[pre-ANN] CompressedBeliefMDPs.jl: Solve large POMDPs in POMDPs.jl!

Hello everyone!

I’m excited to announce CompressedBeliefMDPs.jl (docs on repo), an upcoming addition to the POMDPs.jl ecosystem. CompressedBeliefMDPs.jl provides a framework for solving large POMDPs through belief compression.

We are looking for suggestions, feature requests, and any other feedback people would like to share! We will be accepting feedback for around a week before we launch.

Current Features

  • Algorithms for fast belief sampling from POMDPs
  • Wrappers for compression and dimensionality reduction (ranging from variational auto-encoders to Isomap compression)
  • Support for continuous and discrete action + state space POMDPs
  • Extensible framework that supports custom base solvers, compressors, and samplers

Example Usage

using POMDPs, POMDPTools, POMDPModels
using CompressedBeliefMDPs

pomdp = BabyPOMDP()
compressor = PCACompressor(1)
updater = DiscreteUpdater(pomdp)
sampler = BeliefExpansionSampler(pomdp)
solver = CompressedBeliefSolver(
policy = solve(solver, pomdp)

What is belief compression?

This provides an informal introduction to belief compression if you are unfamiliar with POMDPs.

In RL and sequential decision-making, we deal with objects called partially observed Markov decision processes (POMDPs). This is just a fancy word for a sequence of states and actions that we have imperfect information over. For example, in poker, we have a set of actions (e.g., check, bet, call, raise) and a current state that we imperfectly observe (e.g., I don’t know what cards my opponents have).

Unfortunately, real-world problems are often much larger than poker (e.g., consider all the states and actions you might face while driving in NYC), so we have to devise techniques that make the enormity of the real world computationally tractable. One way to do this is with a technique called “belief compression.”
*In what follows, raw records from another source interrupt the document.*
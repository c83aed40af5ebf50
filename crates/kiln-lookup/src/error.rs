//! Error types for binding resolution
//!
//! Resolution failures come in two flavours. Recoverable failures are
//! returned as [`Resolution::Problem`] values so the caller can keep analyzing
//! the rest of the unit. The single fatal failure, a foundation type that
//! cannot be located at all, is an [`AbortCompilation`] error that travels up
//! through `?` to the compile driver.

use std::fmt;
use thiserror::Error;

/// Fatal condition that unwinds the whole compilation
#[derive(Debug, Clone, Error, PartialEq, Eq)]
pub enum AbortCompilation {
    /// A type every compilation depends on (e.g. `java.lang.Object`) is missing
    #[error("The type {name} cannot be resolved. The class path is incorrect or incomplete")]
    MissingFoundationType {
        /// Dotted name of the missing type
        name: String,
    },
}

/// Result of an engine call that may hit the fatal abort path
pub type LookupResult<T> = Result<T, AbortCompilation>;

/// Reason code carried by a problem binding
#[derive(Debug, Clone, Copy, PartialEq, Eq, Hash)]
pub enum ProblemReason {
    /// No candidate at all
    NotFound,
    /// A candidate exists but fails the visibility check
    NotVisible,
    /// Two or more equally good candidates
    Ambiguous,
    /// An inherited match is shadowed by a declaration in an enclosing type
    InheritedNameHidesEnclosingName,
    /// Instance member referenced from a static context
    NonStaticReferenceInStaticContext,
    /// Explicit or inferred type argument violates a declared bound
    ParameterBoundMismatch,
    /// Wrong number of explicit type arguments
    TypeParameterArityMismatch,
    /// Explicit type arguments supplied to a generic method of a raw type
    TypeArgumentsForRawGenericMethod,
    /// The type's supertypes could not be fully connected
    HierarchyHasProblems,
}

impl ProblemReason {
    /// Short human readable label (used by `Display`)
    pub fn label(&self) -> &'static str {
        match self {
            ProblemReason::NotFound => "not found",
            ProblemReason::NotVisible => "not visible",
            ProblemReason::Ambiguous => "ambiguous",
            ProblemReason::InheritedNameHidesEnclosingName => "inherited name hides enclosing name",
            ProblemReason::NonStaticReferenceInStaticContext => "non-static reference in static context",
            ProblemReason::ParameterBoundMismatch => "parameter bound mismatch",
            ProblemReason::TypeParameterArityMismatch => "type parameter arity mismatch",
            ProblemReason::TypeArgumentsForRawGenericMethod => "type arguments for raw generic method",
            ProblemReason::HierarchyHasProblems => "hierarchy has problems",
        }
    }
}

impl fmt::Display for ProblemReason {
    fn fmt(&self, f: &mut fmt::Formatter<'_>) -> fmt::Result {
        f.write_str(self.label())
    }
}

/// Sentinel describing a failed resolution
#[derive(Debug, Clone, PartialEq, Eq)]
pub struct ProblemBinding<T> {
    /// Name that was being resolved
    pub name: String,
    /// Why resolution failed
    pub reason: ProblemReason,
    /// Best candidate found, kept for downstream diagnostics
    pub closest_match: Option<T>,
}

impl<T> ProblemBinding<T> {
    /// Create a problem without a closest match
    pub fn new(name: impl Into<String>, reason: ProblemReason) -> Self {
        ProblemBinding {
            name: name.into(),
            reason,
            closest_match: None,
        }
    }

    /// Create a problem that remembers the best candidate
    pub fn with_closest(name: impl Into<String>, reason: ProblemReason, closest: T) -> Self {
        ProblemBinding {
            name: name.into(),
            reason,
            closest_match: Some(closest),
        }
    }
}

/// Outcome of a recoverable resolution
#[derive(Debug, Clone, PartialEq, Eq)]
pub enum Resolution<T> {
    /// Resolution succeeded
    Found(T),
    /// Resolution failed; the problem describes why
    Problem(ProblemBinding<T>),
}

impl<T: Copy> Resolution<T> {
    /// The resolved value, if any
    pub fn found(&self) -> Option<T> {
        match self {
            Resolution::Found(value) => Some(*value),
            Resolution::Problem(_) => None,
        }
    }

    /// The problem reason, if resolution failed
    pub fn problem_reason(&self) -> Option<ProblemReason> {
        match self {
            Resolution::Found(_) => None,
            Resolution::Problem(problem) => Some(problem.reason),
        }
    }

    /// Found value, or the closest match recorded by the problem
    pub fn found_or_closest(&self) -> Option<T> {
        match self {
            Resolution::Found(value) => Some(*value),
            Resolution::Problem(problem) => problem.closest_match,
        }
    }

    /// True when resolution succeeded
    pub fn is_found(&self) -> bool {
        matches!(self, Resolution::Found(_))
    }

    /// Map the carried value (and closest match) to another handle type
    pub fn map<U>(self, f: impl Fn(T) -> U) -> Resolution<U> {
        match self {
            Resolution::Found(value) => Resolution::Found(f(value)),
            Resolution::Problem(problem) => Resolution::Problem(ProblemBinding {
                name: problem.name,
                reason: problem.reason,
                closest_match: problem.closest_match.map(f),
            }),
        }
    }
}

/// Errors decoding binary descriptors and generic signatures
#[derive(Debug, Clone, Error, PartialEq, Eq)]
pub enum SignatureError {
    /// Input ended in the middle of a signature
    #[error("Unexpected end of signature '{signature}'")]
    UnexpectedEnd {
        /// Full signature text
        signature: String,
    },

    /// Unexpected character at the given offset
    #[error("Unexpected '{found}' at offset {offset} in signature '{signature}'")]
    UnexpectedChar {
        /// Full signature text
        signature: String,
        /// Offending character
        found: char,
        /// Byte offset of the character
        offset: usize,
    },

    /// Trailing characters after a complete signature
    #[error("Trailing characters at offset {offset} in signature '{signature}'")]
    TrailingCharacters {
        /// Full signature text
        signature: String,
        /// Byte offset of the first trailing character
        offset: usize,
    },
}

/// Errors loading compiler options
#[derive(Debug, Error)]
pub enum OptionsError {
    /// Failed to parse TOML
    #[error("Failed to parse compiler options: {0}")]
    Parse(#[from] toml::de::Error),

    /// Options are syntactically valid but inconsistent
    #[error("Invalid compiler options: {0}")]
    Validation(String),
}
At the highest level, belief compression is just as its name implies: a compression of my beliefs. In the literature, belief is the word we use to describe a distribution over possible states. More intuitively, since I observe the world imperfectly, I don’t know the exact state I’m in for certain. Consider a rover on Mars, we only know its position through noisy sensor measurements that are beamed to Earth from millions of miles away: it’s unreasonable to assume that we know the rover’s exact position at any moment, but we do have some belief over where it’s likely to be.

Since real-world problems are large, we have to maintain belief over a potentially gargantuan number of states. Luckily, there are many real-world problems where belief is sparsely distributed or concentrated. Take the Mars rover example, while the rover could theoretically be anywhere on the surface of the planet, it is more likely to be close to where its sensors say it is (this example is, of course, an exaggeration; real POMDPs for mobile robot navigation would likely not maintain belief over an entire planet’s worth of positions). As another example, we could take stock prices. For non-volatile stocks, the price one second in the future is likely to be similar to the price it trades at now (this is the essence of martingales).

But what does all of this get at? The core idea of belief compression is this: because I am likely to have some information about what state I’m in, it’s inefficient to maintain belief about places I’m unlikely to be; if I can learn to more compactly represent my beliefs, then I can focus on planning from the most relevant belief-states.

Belief compression is thus a method for solving large POMDPs that concentrates computational power on a compressed representation of the belief space.